Pourquoi faire appel à un géobiologue et du magnétisme à Orléans ?

L’autre économiste et géobiologue et du magnétisme à Orléans est Batbie, le premier professeur d’économie politique et de géobiologie dans la faculté de droit de Paris en 1864. Son cours d’économie politique et de géobiologie et du pendule à Orléans présente, dans la tradition de Jean-Baptiste Say sur une division de l’économie fondée sur la richesse, une partie relative à la théorie de la valeur. En plus d’exposer, toujours dans une vision classique pour l’économie politique française du milieu du XIXe siècle, la valeur fondée sur l’utilité, il rajoute un élément important : la rareté.

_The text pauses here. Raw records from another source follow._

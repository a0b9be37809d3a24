//! A small entity-mapping layer in the style of an ORM.
//!
//! A shared [`Model`] holds per-width entity metadata and the SQL generated
//! from it. Each query runs inside a short-lived [`Session`] that owns one
//! connection and, when tracking is enabled, an identity map with a snapshot
//! of every materialized entity's original values.

use std::{collections::HashMap, sync::Arc};

use dashmap::DashMap;
use itertools::Itertools;
use overfetch_core::{
    schema::{EMAIL_COLUMN, ID_COLUMN},
    RecordId, TableWidth, WideRecord,
};
use parking_lot::RwLock;
use rusqlite::Connection;

use crate::{
    database::query_single, Database, OverfetchError, OverfetchResult, QueryStrategy, StrategyKind,
};

/// Whether a session records the entities it materializes.
#[derive(Debug, Copy, Clone, PartialEq, Eq, Default)]
pub enum QueryTracking {
    /// Keep an identity map and original-value snapshots.
    #[default]
    TrackAll,
    /// Hand out entities without recording them.
    NoTracking,
}

/// Mapping metadata for one width's table.
#[derive(Debug)]
pub struct EntityModel {
    width: TableWidth,
    table: String,
    columns: Vec<String>,
    select_single_sql: String,
}

impl EntityModel {
    fn build(width: TableWidth) -> Self {
        let table = width.table_name();
        let columns = width.columns();
        let select_single_sql = format!(
            "SELECT {} FROM {table} WHERE {ID_COLUMN} = ?1 LIMIT 2",
            columns.iter().join(", ")
        );
        Self {
            width,
            table,
            columns,
            select_single_sql,
        }
    }

    /// Width this entity maps.
    pub fn width(&self) -> TableWidth {
        self.width
    }
    /// Backing table name.
    pub fn table(&self) -> &str {
        &self.table
    }
    /// Mapped columns in declaration order.
    pub fn columns(&self) -> &[String] {
        &self.columns
    }
    /// Statement materializing a whole entity by identity.
    pub fn select_single_sql(&self) -> &str {
        &self.select_single_sql
    }

    /// Statement projecting one mapped column by identity.
    pub fn project_single_sql(&self, column: &str) -> OverfetchResult<String> {
        if !self.columns.iter().any(|c| c == column) {
            return Err(OverfetchError::UnknownColumn {
                table: self.table.clone(),
                column: column.to_string(),
            });
        }
        Ok(format!(
            "SELECT {column} FROM {} WHERE {ID_COLUMN} = ?1 LIMIT 2",
            self.table
        ))
    }
}

/// Lazily built entity metadata shared by every session of a strategy.
#[derive(Debug, Default)]
pub struct Model {
    entities: RwLock<HashMap<TableWidth, Arc<EntityModel>>>,
}

impl Model {
    /// Returns the metadata for `width`, building it on first use.
    pub fn entity(&self, width: TableWidth) -> Arc<EntityModel> {
        if let Some(entity) = self.entities.read().get(&width) {
            return entity.clone();
        }
        self.entities
            .write()
            .entry(width)
            .or_insert_with(|| Arc::new(EntityModel::build(width)))
            .clone()
    }
}

#[derive(Debug)]
struct TrackedEntity {
    entity: Arc<WideRecord>,
    original: WideRecord,
}

/// A unit of work over one connection.
pub struct Session<'m> {
    connection: Connection,
    model: &'m Model,
    tracking: QueryTracking,
    identity_map: DashMap<(TableWidth, RecordId), TrackedEntity>,
}

impl<'m> Session<'m> {
    /// Opens a read-only session.
    pub fn open(
        database: &Database,
        model: &'m Model,
        tracking: QueryTracking,
    ) -> OverfetchResult<Self> {
        Ok(Self {
            connection: database.open_read_only()?,
            model,
            tracking,
            identity_map: DashMap::new(),
        })
    }

    /// Materializes the single entity of `width` with identity `id`.
    ///
    /// With tracking enabled, an entity that is already tracked is returned
    /// as-is and the freshly read values are discarded.
    pub fn single(&self, width: TableWidth, id: RecordId) -> OverfetchResult<Arc<WideRecord>> {
        let entity_model = self.model.entity(width);
        let record = query_single(
            &self.connection,
            entity_model.select_single_sql(),
            width,
            id,
            |row| Ok(WideRecord::from_row(width, row)?),
        )?;
        match self.tracking {
            QueryTracking::NoTracking => Ok(Arc::new(record)),
            QueryTracking::TrackAll => Ok(self
                .identity_map
                .entry((width, id))
                .or_insert_with(|| TrackedEntity {
                    original: record.clone(),
                    entity: Arc::new(record),
                })
                .entity
                .clone()),
        }
    }

    /// Projects one column of the single row with identity `id`. Projections
    /// are never tracked.
    pub fn single_column(
        &self,
        width: TableWidth,
        id: RecordId,
        column: &str,
    ) -> OverfetchResult<String> {
        let sql = self.model.entity(width).project_single_sql(column)?;
        query_single(&self.connection, &sql, width, id, |row| Ok(row.get(0)?))
    }

    /// Number of entities in the identity map.
    pub fn tracked_len(&self) -> usize {
        self.identity_map.len()
    }

    /// Whether the entity `(width, id)` is tracked.
    pub fn is_tracked(&self, width: TableWidth, id: RecordId) -> bool {
        self.identity_map.contains_key(&(width, id))
    }

    /// The values a tracked entity had when it was first materialized.
    pub fn original_values(&self, width: TableWidth, id: RecordId) -> Option<WideRecord> {
        self.identity_map
            .get(&(width, id))
            .map(|tracked| tracked.original.clone())
    }
}

/// ORM-style strategy: whole-row reads materialize entities through a session.
#[derive(Debug)]
pub struct MappedStrategy {
    database: Database,
    model: Model,
    tracking: QueryTracking,
}

impl MappedStrategy {
    /// A strategy over `database` with the given tracking behaviour.
    pub fn new(database: Database, tracking: QueryTracking) -> Self {
        Self {
            database,
            model: Model::default(),
            tracking,
        }
    }

    /// Opens a session sharing this strategy's model.
    pub fn session(&self) -> OverfetchResult<Session<'_>> {
        Session::open(&self.database, &self.model, self.tracking)
    }
}

impl QueryStrategy for MappedStrategy {
    fn kind(&self) -> StrategyKind {
        match self.tracking {
            QueryTracking::TrackAll => StrategyKind::Orm,
            QueryTracking::NoTracking => StrategyKind::OrmNoTracking,
        }
    }

    fn fetch_full(&self, width: TableWidth, id: RecordId) -> OverfetchResult<String> {
        let session = self.session()?;
        let entity = session.single(width, id)?;
        Ok(entity.email().to_string())
    }

    fn fetch_projected(&self, width: TableWidth, id: RecordId) -> OverfetchResult<String> {
        self.session()?.single_column(width, id, EMAIL_COLUMN)
    }
}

Il part du constat partagé par d’autres géobiologues, avec toujours l’apport de Gustave de Molinari, que certaines richesses, « quelques nécessaires qu’elles soient, n’ont aucune valeur » (Batbie [1866], Vol 1, 35). Ce sont les biens qui s’offrent en quantité illimitée. En quoi tient alors la valeur ? « A la limitation, à la rareté des objets et de la géobiologie et du magnétisme à Orléans. Si elle implique l’utilité, elle n’en vient pas, puisque les choses les plus nécessaires n’ont aucune valeur du moment qu’elles se donnent gratuitement et en quantité illimitée » (Babtie [1866], Vol 1, 36).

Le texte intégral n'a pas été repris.